[EXERCISE INSTRUCTIONS]: Retrieve every line from the records in which the word "trimmed" occurs.

[SOURCE MATERIAL]:
=== Section Start ===
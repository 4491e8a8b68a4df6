// src/matching/normalize.rs - Canonical name form used by every comparison in the engine.

/// Normalize a raw name for comparison: upper-case, keep only Latin letters
/// and spaces, collapse whitespace runs, trim.
///
/// Total over all inputs and idempotent. An empty result means "no name
/// available" and callers must exclude the record from comparison rather
/// than treat it as a wildcard.
pub fn normalize(raw: &str) -> String {
    let mut out = String::with_capacity(raw.len());
    for ch in raw.chars() {
        for up in ch.to_uppercase() {
            if up.is_ascii_uppercase() {
                out.push(up);
            } else if up.is_whitespace() && !out.is_empty() && !out.ends_with(' ') {
                out.push(' ');
            }
            // digits, punctuation and non-Latin letters are dropped
        }
    }
    let trimmed = out.trim_end().len();
    out.truncate(trimmed);
    out
}

/// Normalize an optional field, mapping a missing value to the empty string.
pub fn normalize_opt(raw: Option<&str>) -> String {
    raw.map(normalize).unwrap_or_default()
}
=== Section End ===
[REPLY]:
    let trimmed = out.trim_end().len();
    out.truncate(trimmed);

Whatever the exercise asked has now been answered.